◆ **TASK**:
Would you reproduce exactly the lines below from the one holding "as i64, 15)" through the one holding "let engine = engine.clone();", inclusive, and no others?

◆ **DATA FOR THIS EXERCISE**:
>>

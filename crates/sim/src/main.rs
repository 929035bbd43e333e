//! Drives concurrent order traffic against an in-memory engine and reports
//! whether the audit trail still reconciles with the stock counters.
//!
//! Knobs (environment): `STOCKFLOW_SIM_PRODUCTS`, `STOCKFLOW_SIM_WORKERS`,
//! `STOCKFLOW_SIM_ORDERS` (per worker), plus every `EngineConfig` variable.

use std::sync::Arc;
use std::sync::atomic::{AtomicUsize, Ordering};
use std::thread;
use std::time::Instant;

use anyhow::{Context, bail};
use tracing::{info, warn};

use stockflow_core::{AggregateId, CustomerId};
use stockflow_events::InMemoryEventBus;
use stockflow_infra::{
    EngineConfig, EngineError, EngineEvent, EventWorker, InMemoryEngineStore, InventoryEngine,
};
use stockflow_inventory::ProductId;
use stockflow_sales::{LineItem, OrderId};

type Engine = InventoryEngine<Arc<InMemoryEngineStore>, Arc<InMemoryEventBus<EngineEvent>>>;

#[derive(Debug, Default)]
struct Tally {
    placed: AtomicUsize,
    rejected: AtomicUsize,
    dispatched: AtomicUsize,
    cancelled: AtomicUsize,
    returned: AtomicUsize,
    fulfilled: AtomicUsize,
}

fn env_usize(key: &str, default: usize) -> anyhow::Result<usize> {
    match std::env::var(key) {
        Ok(v) => v
            .trim()
            .parse()
            .with_context(|| format!("{key} must be a non-negative integer, got {v:?}")),
        Err(_) => Ok(default),
    }
}

fn main() -> anyhow::Result<()> {
    stockflow_observability::init();

    let config = EngineConfig::from_env().context("invalid engine configuration")?;
    let products = env_usize("STOCKFLOW_SIM_PRODUCTS", 5)?.max(1);
    let workers = env_usize("STOCKFLOW_SIM_WORKERS", 8)?.max(1);
    let orders = env_usize("STOCKFLOW_SIM_ORDERS", 200)?;

    let engine: Arc<Engine> = Arc::new(InventoryEngine::new(
        Arc::new(InMemoryEngineStore::new()),
        Arc::new(InMemoryEventBus::new()),
        config.clone(),
    ));
    let tally = Arc::new(Tally::default());

    let catalog: Vec<ProductId> = (0..products)
        .map(|_| ProductId::new(AggregateId::new()))
        .collect();
    for (i, product_id) in catalog.iter().enumerate() {
        engine
            .register_product(*product_id, 50 + 10 * i as i64, 15)
            .with_context(|| format!("failed to register product {product_id}"))?;
    }

    let restock_worker = (!config.inline_restock).then(|| engine.spawn_restock_worker());
    let supplier = spawn_supplier(&engine, &tally);

    info!(products, workers, orders, "simulation started");
    let started = Instant::now();

    let handles: Vec<_> = (0..workers)
        .map(|worker| {
            let engine = engine.clone();
            let tally = tally.clone();
            let catalog = catalog.clone();
            thread::Builder::new()
                .name(format!("sim-worker-{worker}"))
                .spawn(move || run_worker(worker, &engine, &catalog, orders, &tally))
                .context("failed to spawn simulation worker")
        })
        .collect::<anyhow::Result<_>>()?;
    for handle in handles {
        if handle.join().is_err() {
            bail!("simulation worker panicked");
        }
    }
    let elapsed = started.elapsed();

    supplier.shutdown();
    if let Some(worker) = restock_worker {
        worker.shutdown();
    }

    let reconciliations = engine.reconcile_all().context("reconciliation failed")?;
    let drifted = reconciliations.iter().filter(|r| !r.is_consistent()).count();

    let stock: Vec<_> = catalog
        .iter()
        .map(|p| {
            engine.stock(*p).map(|record| {
                serde_json::json!({
                    "product_id": p.to_string(),
                    "total": record.level().total,
                    "reserved": record.level().reserved,
                    "available": record.available(),
                })
            })
        })
        .collect::<Result<_, EngineError>>()?;

    let summary = serde_json::json!({
        "elapsed_ms": elapsed.as_millis() as u64,
        "placed": tally.placed.load(Ordering::Relaxed),
        "rejected": tally.rejected.load(Ordering::Relaxed),
        "dispatched": tally.dispatched.load(Ordering::Relaxed),
        "cancelled": tally.cancelled.load(Ordering::Relaxed),
        "returned": tally.returned.load(Ordering::Relaxed),
        "restocks_fulfilled": tally.fulfilled.load(Ordering::Relaxed),
        "products_reconciled": reconciliations.len(),
        "products_drifted": drifted,
        "stock": stock,
    });
    println!("{}", serde_json::to_string_pretty(&summary)?);

    if drifted > 0 {
        bail!("{drifted} product(s) do not reconcile with their audit trail");
    }
    Ok(())
}

/// Acts as the supplier: every restock request is acknowledged and then
/// delivered in full.
fn spawn_supplier(engine: &Arc<Engine>, tally: &Arc<Tally>) -> stockflow_infra::WorkerHandle {
    let engine_for_worker = engine.clone();
    let tally = tally.clone();
    EventWorker::spawn("sim-supplier", engine.bus(), move |event: EngineEvent| {
        let EngineEvent::RestockRequested {
            request_id,
            requested_quantity,
            ..
        } = event
        else {
            return Ok::<(), EngineError>(());
        };
        engine_for_worker.mark_restock_sent(request_id)?;
        let fulfillment = engine_for_worker.fulfill_restock(request_id, requested_quantity)?;
        if fulfillment.event.is_some() {
            tally.fulfilled.fetch_add(1, Ordering::Relaxed);
        }
        Ok(())
    })
}

fn run_worker(worker: usize, engine: &Engine, catalog: &[ProductId], orders: usize, tally: &Tally) {
    for i in 0..orders {
        let first = catalog[(worker + i) % catalog.len()];
        let mut lines = vec![LineItem::new(first, 1 + (i % 3) as i64, 499)];
        if catalog.len() > 1 && i % 2 == 0 {
            let second = catalog[(worker + i + 1) % catalog.len()];
            lines.push(LineItem::new(second, 1, 1299));
        }

        let order_id = match engine.place_order(CustomerId::new(), lines) {
            Ok(order) => {
                tally.placed.fetch_add(1, Ordering::Relaxed);
                order.id_typed()
            }
            Err(EngineError::InsufficientStock { .. }) => {
                tally.rejected.fetch_add(1, Ordering::Relaxed);
                continue;
            }
            Err(err) => {
                warn!(worker, error = %err, "order failed");
                continue;
            }
        };

        if let Err(err) = settle(engine, order_id, i, tally) {
            warn!(worker, order_id = %order_id, error = %err, "order lifecycle failed");
        }
    }
}

/// Walk an order through one of the lifecycle paths.
fn settle(engine: &Engine, order_id: OrderId, i: usize, tally: &Tally) -> Result<(), EngineError> {
    match i % 5 {
        0 => {
            engine.cancel_order(order_id)?;
            tally.cancelled.fetch_add(1, Ordering::Relaxed);
        }
        1 => {
            engine.dispatch_order(order_id)?;
            engine.deliver_order(order_id)?;
            engine.return_order(order_id)?;
            tally.dispatched.fetch_add(1, Ordering::Relaxed);
            tally.returned.fetch_add(1, Ordering::Relaxed);
        }
        _ => {
            engine.dispatch_order(order_id)?;
            engine.deliver_order(order_id)?;
            tally.dispatched.fetch_add(1, Ordering::Relaxed);
        }
    }
    Ok(())
}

<<

◆ **REPLY**:
            .register_product(*product_id, 50 + 10 * i as i64, 15)
            .with_context(|| format!("failed to register product {product_id}"))?;
    }

    let restock_worker = (!config.inline_restock).then(|| engine.spawn_restock_worker());
    let supplier = spawn_supplier(&engine, &tally);

    info!(products, workers, orders, "simulation started");
    let started = Instant::now();

    let handles: Vec<_> = (0..workers)
        .map(|worker| {
            let engine = engine.clone();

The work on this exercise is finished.